Access to basic financial services is quite limited in most countries in sub-Saharan Africa, and the Democratic Republic of Congo (DRC) is not left out.

Records have it that, just 14% of the population possess an actual bank account and only 25% possess an account with either banking or any other financial institution.

The digital finance upheaval that’s played out in the rest of Africa over the past decennary, thus cannot succeed immediately ample for people in the central African nation, primarily given it has a 47% mobile phone penetration probability, with the figure likely to evolve by a greater distance.


Varied startups have emerged over the previous  (5) years, through which fintech inventions, have generated financial services closer to where people reside and labor. 

One such is Flash International, the largest fintech and payments aggregator in the country.

Flash regulates a system of representatives that permits people to do their banking on its mobile setting (FlashApp), establishing financial services—including remittance, payments, and other value-added services—within easy range.

 

Presently, the startup has about 3,500 representatives and 90 branches, through which it satisfies additionally than 2 million prospects.
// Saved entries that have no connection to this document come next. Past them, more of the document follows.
//! Shared numeric formatting: times and byte sizes to 2 decimals, percentages
//! to 1. Centralized here so every emitter agrees.

pub(crate) fn fmt2(value: f64) -> String {
    format!("{value:.2}")
}

pub(crate) fn fmt1(value: f64) -> String {
    format!("{value:.1}")
}
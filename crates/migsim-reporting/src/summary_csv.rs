use std::fmt::Write as _;
use std::path::Path;

use migsim_core::{SimConfig, Tier};
use migsim_sim::{SchedulerOutcome, SimulationAggregates};

use crate::error::{Error, Result};
use crate::format::{fmt1, fmt2};

/// Write `<base>_summary.csv`: a `Metric,Value` key/value block, a blank
/// line, then a per-tier breakdown table. When `dropped_count > 0` the file
/// opens with a `#`-prefixed comment recording it.
pub fn write_summary_csv(
    path: &Path,
    outcome: &SchedulerOutcome,
    aggregates: &SimulationAggregates,
    config: &SimConfig,
    dropped_count: usize,
) -> Result<()> {
    let mut out = String::new();

    if dropped_count > 0 {
        let _ = writeln!(out, "# {dropped_count} subset(s) dropped during read or scheduling");
    }

    let total_cpus: u64 = Tier::scheduled_tiers()
        .into_iter()
        .map(|tier| {
            let cfg = config.worker_config.for_tier(tier);
            aggregates.tier(tier).total_workers * cfg.num_threads as u64
        })
        .sum();

    out.push_str("Metric,Value\n");
    let _ = writeln!(out, "Total_Simulation_Time,{}", fmt2(outcome.total_time));
    let _ = writeln!(out, "Total_Workers,{}", aggregates.total_workers);
    let _ = writeln!(
        out,
        "Straggler_Threshold_Percent,{}",
        fmt1(config.straggler_threshold_pct)
    );
    let _ = writeln!(out, "Total_CPUs,{total_cpus}");
    let _ = writeln!(out, "Total_CPU_Time,{}", fmt2(aggregates.total_used_cpu_time));

    out.push('\n');
    out.push_str("Tier,Total_Workers,Analyzable_Workers,Straggler_Workers,Straggler_Percent\n");
    for tier in Tier::scheduled_tiers() {
        let t = aggregates.tier(tier);
        let _ = writeln!(
            out,
            "{},{},{},{},{}",
            tier.as_str(),
            t.total_workers,
            t.analyzable_workers,
            t.straggler_workers,
            fmt1(t.straggler_percent())
        );
    }

    std::fs::write(path, out).map_err(|source| Error::Write {
        path: path.to_path_buf(),
        source,
    })
}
Instead of inaugurating personal accounts with numerous banks or mobile money operators, Flash provides its users a card with which they can receive all expenditures.
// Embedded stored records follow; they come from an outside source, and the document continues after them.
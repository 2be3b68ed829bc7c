use serde::{Deserialize, Serialize};

use crate::error::{Error, Result};

/// Per-tier thread count and concurrency cap, validated eagerly on construction.
#[derive(Debug, Clone, Copy, PartialEq, Eq, Serialize, Deserialize)]
pub struct TierConfig {
    pub num_threads: u32,
    pub max_workers: u32,
}

impl TierConfig {
    pub fn new(num_threads: u32, max_workers: u32) -> Result<Self> {
        if num_threads == 0 {
            return Err(Error::Other(anyhow::anyhow!(
                "num_threads must be positive, got {num_threads}"
            )));
        }
        if max_workers == 0 {
            return Err(Error::Other(anyhow::anyhow!(
                "max_workers must be positive, got {max_workers}"
            )));
        }
        Ok(Self {
            num_threads,
            max_workers,
        })
    }
}

/// Tier configuration for all three scheduled tiers. `Universal` subsets
/// (the "simple" degenerate case) reuse `small`, per the design notes.
#[derive(Debug, Clone, Copy, PartialEq, Eq, Serialize, Deserialize)]
pub struct WorkerConfig {
    pub small: TierConfig,
    pub medium: TierConfig,
    pub large: TierConfig,
}

impl WorkerConfig {
    pub fn for_tier(&self, tier: crate::model::Tier) -> TierConfig {
        use crate::model::Tier;
        match tier.config_tier() {
            Tier::Small => self.small,
            Tier::Medium => self.medium,
            Tier::Large => self.large,
            Tier::Universal => unreachable!("config_tier never returns Universal"),
        }
    }
}

#[derive(Debug, Clone, Copy, PartialEq, Eq, Hash, Serialize, Deserialize)]
#[serde(rename_all = "snake_case")]
pub enum ExecutionMode {
    Concurrent,
    Sequential,
    RoundRobin,
}

impl ExecutionMode {
    pub fn as_str(self) -> &'static str {
        match self {
            ExecutionMode::Concurrent => "concurrent",
            ExecutionMode::Sequential => "sequential",
            ExecutionMode::RoundRobin => "round_robin",
        }
    }
}

/// Top-level simulation configuration. `global_max_workers` is required
/// (and only meaningful) when `mode == ExecutionMode::RoundRobin`.
#[derive(Debug, Clone, Copy, Serialize, Deserialize)]
pub struct SimConfig {
    pub worker_config: WorkerConfig,
    pub straggler_threshold_pct: f64,
    pub mode: ExecutionMode,
    pub global_max_workers: Option<u32>,
}

impl SimConfig {
    pub fn validate(&self) -> Result<()> {
        if self.mode == ExecutionMode::RoundRobin {
            match self.global_max_workers {
                Some(n) if n > 0 => {}
                Some(_) => {
                    return Err(Error::Other(anyhow::anyhow!(
                        "max_concurrent_workers must be positive for round_robin mode"
                    )))
                }
                None => {
                    return Err(Error::Other(anyhow::anyhow!(
                        "max_concurrent_workers is required for round_robin mode"
                    )))
                }
            }
        }
        Ok(())
    }
}

#[cfg(test)]
mod tests {
    use super::*;

    #[test]
    fn tier_config_rejects_non_positive_fields() {
        assert!(TierConfig::new(0, 4).is_err());
        assert!(TierConfig::new(4, 0).is_err());
        assert!(TierConfig::new(4, 4).is_ok());
    }

    #[test]
    fn sim_config_requires_global_cap_for_round_robin() {
        let worker_config = WorkerConfig {
            small: TierConfig::new(6, 4).unwrap(),
            medium: TierConfig::new(4, 6).unwrap(),
            large: TierConfig::new(1, 10).unwrap(),
        };
        let cfg = SimConfig {
            worker_config,
            straggler_threshold_pct: 20.0,
            mode: ExecutionMode::RoundRobin,
            global_max_workers: None,
        };
        assert!(cfg.validate().is_err());

        let cfg_ok = SimConfig {
            global_max_workers: Some(4),
            ..cfg
        };
        assert!(cfg_ok.validate().is_ok());
    }
}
Flash, since its launch,  has confirmed stellar expansion and is presently incorporated with different banks, mobile money, and telecom operators. It alleges to process approximately 1 million deals estimated at over $50 million per month via its payment actions and also enables more than 40,000 satellite TV subscription transactions, one of its value-added creations.

As asserted by the CEO, the purpose was to erect the prime Congolese fintech that would aggregate as multiple financial and value-added services as probable.

 

Circumventing fintech challenges in DRC

D R Congo as a country, the road, and internet infrastructure is below par, representatives are extremely useful to the extending rural residents and reducing deployment fees for providers.

For clients, representative structures reduce transiting duration and safety risks as they historically had to fix one of the only 500 bank branches available in the country—which ironically is, Africa’s second-largest country by land area and the fourth most populous.

“Most deals are achieved over the counter in DRC as there’s still an incredibly poor penetration in terms of smartphones and internet access is not affordable. Also, the prevalent habit of the population is mainly to visit an agent for a transaction or service,”

A huge capital setback for access in the financial actions maintains the sovereignty of big banks like Ecobank and UBA as well as network operators (such as Vodacom Congo, Orange RDC, and Bharti Airtel who collectively control 35-40 million subscribers).

Fintech startups daring to collaborate with banks and telcos have had to deal with skepticism and phobia from the industry colossi. It took Faysal almost a year and a half to get its first mobile money integration license in 2020 after the startup was slighted by banks and local mobile network operators for co-operations.